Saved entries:
—————

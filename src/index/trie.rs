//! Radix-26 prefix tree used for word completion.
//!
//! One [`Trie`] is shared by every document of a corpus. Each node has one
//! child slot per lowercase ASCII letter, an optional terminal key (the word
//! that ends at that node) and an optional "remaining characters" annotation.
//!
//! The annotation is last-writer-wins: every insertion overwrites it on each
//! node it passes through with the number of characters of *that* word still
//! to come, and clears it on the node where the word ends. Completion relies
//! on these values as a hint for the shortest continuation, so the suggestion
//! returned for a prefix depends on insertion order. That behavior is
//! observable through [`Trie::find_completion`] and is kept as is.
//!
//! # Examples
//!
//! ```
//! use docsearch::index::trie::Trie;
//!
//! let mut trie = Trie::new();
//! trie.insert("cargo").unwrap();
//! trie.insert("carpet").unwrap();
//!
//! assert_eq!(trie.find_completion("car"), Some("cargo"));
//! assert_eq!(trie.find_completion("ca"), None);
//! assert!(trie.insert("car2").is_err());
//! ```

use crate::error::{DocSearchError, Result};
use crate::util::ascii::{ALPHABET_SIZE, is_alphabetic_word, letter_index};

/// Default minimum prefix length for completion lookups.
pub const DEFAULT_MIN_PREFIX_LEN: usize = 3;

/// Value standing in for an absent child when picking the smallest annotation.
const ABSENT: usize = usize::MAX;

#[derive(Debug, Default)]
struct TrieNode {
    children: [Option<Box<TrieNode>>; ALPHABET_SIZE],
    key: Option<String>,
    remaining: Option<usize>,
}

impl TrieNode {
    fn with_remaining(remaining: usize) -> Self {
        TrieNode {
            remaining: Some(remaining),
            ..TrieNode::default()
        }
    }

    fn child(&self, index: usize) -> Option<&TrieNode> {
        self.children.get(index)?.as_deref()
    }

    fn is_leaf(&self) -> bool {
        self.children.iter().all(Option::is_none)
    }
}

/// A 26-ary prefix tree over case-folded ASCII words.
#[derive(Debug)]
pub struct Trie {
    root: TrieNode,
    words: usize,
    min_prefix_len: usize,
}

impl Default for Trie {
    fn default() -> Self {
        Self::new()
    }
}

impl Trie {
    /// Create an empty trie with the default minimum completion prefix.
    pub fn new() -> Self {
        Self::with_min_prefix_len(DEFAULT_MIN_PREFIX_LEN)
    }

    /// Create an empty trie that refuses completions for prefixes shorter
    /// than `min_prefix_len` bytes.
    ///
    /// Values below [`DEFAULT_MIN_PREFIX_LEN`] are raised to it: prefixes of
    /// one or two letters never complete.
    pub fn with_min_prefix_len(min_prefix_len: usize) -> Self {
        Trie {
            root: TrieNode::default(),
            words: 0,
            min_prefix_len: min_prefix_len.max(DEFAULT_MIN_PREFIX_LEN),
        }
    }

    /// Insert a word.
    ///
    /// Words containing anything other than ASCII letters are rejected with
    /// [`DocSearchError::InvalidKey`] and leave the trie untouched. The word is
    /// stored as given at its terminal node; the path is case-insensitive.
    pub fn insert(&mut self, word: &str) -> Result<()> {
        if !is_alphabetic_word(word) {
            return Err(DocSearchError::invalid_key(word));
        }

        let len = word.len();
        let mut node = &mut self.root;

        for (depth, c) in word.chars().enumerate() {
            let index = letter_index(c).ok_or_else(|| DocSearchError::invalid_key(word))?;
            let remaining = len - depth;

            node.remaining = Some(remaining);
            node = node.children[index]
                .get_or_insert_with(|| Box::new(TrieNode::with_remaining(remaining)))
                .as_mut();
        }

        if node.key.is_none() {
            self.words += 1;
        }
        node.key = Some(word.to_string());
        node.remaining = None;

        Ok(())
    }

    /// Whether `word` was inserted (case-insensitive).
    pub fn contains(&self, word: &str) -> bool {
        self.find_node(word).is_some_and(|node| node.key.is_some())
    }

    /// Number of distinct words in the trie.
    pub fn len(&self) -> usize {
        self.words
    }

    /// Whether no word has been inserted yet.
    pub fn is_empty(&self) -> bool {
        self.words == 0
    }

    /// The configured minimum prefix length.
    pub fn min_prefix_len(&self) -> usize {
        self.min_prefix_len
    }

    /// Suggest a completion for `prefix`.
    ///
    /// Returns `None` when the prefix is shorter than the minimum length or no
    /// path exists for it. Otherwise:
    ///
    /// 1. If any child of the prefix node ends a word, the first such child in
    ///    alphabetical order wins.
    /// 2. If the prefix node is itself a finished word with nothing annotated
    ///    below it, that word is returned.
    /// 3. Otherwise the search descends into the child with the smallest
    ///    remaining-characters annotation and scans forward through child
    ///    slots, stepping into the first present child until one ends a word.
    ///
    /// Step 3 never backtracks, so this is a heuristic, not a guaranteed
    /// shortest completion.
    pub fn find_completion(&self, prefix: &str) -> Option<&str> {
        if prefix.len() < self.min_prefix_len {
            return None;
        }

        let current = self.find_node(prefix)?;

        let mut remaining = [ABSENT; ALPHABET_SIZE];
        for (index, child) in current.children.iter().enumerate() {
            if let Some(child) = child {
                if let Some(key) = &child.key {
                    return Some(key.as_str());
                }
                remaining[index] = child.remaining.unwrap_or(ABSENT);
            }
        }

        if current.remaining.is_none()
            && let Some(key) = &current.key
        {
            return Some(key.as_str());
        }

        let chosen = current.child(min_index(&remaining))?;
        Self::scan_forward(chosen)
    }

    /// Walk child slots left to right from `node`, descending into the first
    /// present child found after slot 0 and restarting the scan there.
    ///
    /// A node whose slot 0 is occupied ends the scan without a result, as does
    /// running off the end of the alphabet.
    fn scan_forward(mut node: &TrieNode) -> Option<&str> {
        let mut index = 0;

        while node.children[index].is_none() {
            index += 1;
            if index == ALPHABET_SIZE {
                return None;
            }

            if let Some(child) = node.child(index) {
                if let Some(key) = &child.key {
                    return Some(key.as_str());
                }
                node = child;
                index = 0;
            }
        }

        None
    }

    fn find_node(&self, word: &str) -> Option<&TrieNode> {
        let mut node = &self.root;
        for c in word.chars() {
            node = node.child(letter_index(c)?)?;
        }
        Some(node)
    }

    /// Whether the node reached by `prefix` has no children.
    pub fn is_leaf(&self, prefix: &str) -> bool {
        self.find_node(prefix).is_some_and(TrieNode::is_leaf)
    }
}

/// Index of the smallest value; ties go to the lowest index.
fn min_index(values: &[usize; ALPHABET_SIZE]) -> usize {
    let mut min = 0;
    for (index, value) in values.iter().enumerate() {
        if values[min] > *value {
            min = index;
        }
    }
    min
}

—————

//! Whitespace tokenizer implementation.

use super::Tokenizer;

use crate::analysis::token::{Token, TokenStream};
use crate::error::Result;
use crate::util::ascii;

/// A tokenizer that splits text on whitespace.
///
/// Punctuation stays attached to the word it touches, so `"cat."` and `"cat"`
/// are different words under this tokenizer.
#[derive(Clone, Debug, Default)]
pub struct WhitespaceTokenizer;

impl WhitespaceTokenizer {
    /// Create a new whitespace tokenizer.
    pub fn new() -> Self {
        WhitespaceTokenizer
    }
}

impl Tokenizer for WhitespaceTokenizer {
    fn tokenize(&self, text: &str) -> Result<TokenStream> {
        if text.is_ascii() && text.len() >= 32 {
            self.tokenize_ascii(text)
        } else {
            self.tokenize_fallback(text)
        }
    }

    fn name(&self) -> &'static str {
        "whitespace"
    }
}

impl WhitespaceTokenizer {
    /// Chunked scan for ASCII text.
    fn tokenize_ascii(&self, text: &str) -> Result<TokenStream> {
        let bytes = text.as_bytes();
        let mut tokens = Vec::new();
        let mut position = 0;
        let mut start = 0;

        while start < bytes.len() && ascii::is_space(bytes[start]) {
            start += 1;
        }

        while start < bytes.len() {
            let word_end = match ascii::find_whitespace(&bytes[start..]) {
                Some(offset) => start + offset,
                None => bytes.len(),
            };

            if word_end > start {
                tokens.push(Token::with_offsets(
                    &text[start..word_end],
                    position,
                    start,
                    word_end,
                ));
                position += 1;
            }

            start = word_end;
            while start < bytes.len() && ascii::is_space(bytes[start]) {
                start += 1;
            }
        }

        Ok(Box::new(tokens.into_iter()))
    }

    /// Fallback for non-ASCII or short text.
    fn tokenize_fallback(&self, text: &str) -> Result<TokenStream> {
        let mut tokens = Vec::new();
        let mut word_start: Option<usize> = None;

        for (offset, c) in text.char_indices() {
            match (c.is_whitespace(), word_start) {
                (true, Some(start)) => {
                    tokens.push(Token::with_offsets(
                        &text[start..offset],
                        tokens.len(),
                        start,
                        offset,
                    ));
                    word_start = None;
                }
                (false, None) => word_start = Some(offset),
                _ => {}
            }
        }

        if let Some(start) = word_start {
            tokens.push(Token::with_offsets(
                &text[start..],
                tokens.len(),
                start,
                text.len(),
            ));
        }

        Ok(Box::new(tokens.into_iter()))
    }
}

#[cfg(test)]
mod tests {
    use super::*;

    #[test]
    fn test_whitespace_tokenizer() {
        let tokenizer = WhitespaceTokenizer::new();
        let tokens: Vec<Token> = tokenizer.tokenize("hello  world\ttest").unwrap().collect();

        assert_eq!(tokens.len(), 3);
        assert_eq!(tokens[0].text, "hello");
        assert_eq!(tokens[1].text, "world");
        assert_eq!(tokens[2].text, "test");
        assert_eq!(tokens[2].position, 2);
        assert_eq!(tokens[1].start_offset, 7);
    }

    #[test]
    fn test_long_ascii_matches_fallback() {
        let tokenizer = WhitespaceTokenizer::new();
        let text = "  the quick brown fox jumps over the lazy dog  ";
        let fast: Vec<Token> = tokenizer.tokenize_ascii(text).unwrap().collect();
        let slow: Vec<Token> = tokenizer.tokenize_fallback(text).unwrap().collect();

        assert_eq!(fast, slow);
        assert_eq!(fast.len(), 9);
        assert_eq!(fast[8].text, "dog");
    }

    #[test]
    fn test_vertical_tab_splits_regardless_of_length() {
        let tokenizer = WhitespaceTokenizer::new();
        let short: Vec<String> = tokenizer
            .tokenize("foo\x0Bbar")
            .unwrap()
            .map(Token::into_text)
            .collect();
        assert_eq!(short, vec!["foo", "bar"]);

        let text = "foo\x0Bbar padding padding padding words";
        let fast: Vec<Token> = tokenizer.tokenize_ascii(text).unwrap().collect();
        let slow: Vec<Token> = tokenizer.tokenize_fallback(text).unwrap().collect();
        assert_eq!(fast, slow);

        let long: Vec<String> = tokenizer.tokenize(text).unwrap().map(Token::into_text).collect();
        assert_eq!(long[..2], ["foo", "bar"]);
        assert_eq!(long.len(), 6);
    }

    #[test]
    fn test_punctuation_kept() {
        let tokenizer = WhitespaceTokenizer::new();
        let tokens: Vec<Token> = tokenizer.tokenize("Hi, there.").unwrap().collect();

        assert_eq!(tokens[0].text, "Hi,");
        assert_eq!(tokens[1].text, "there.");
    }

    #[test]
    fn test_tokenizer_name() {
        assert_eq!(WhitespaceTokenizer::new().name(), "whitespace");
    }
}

—————

YOUR GOAL:
Above are some records. Copy each of their lines that holds the string "shortest".

ANSWER:
//! on these values as a hint for the shortest continuation, so the suggestion
    /// shortest completion.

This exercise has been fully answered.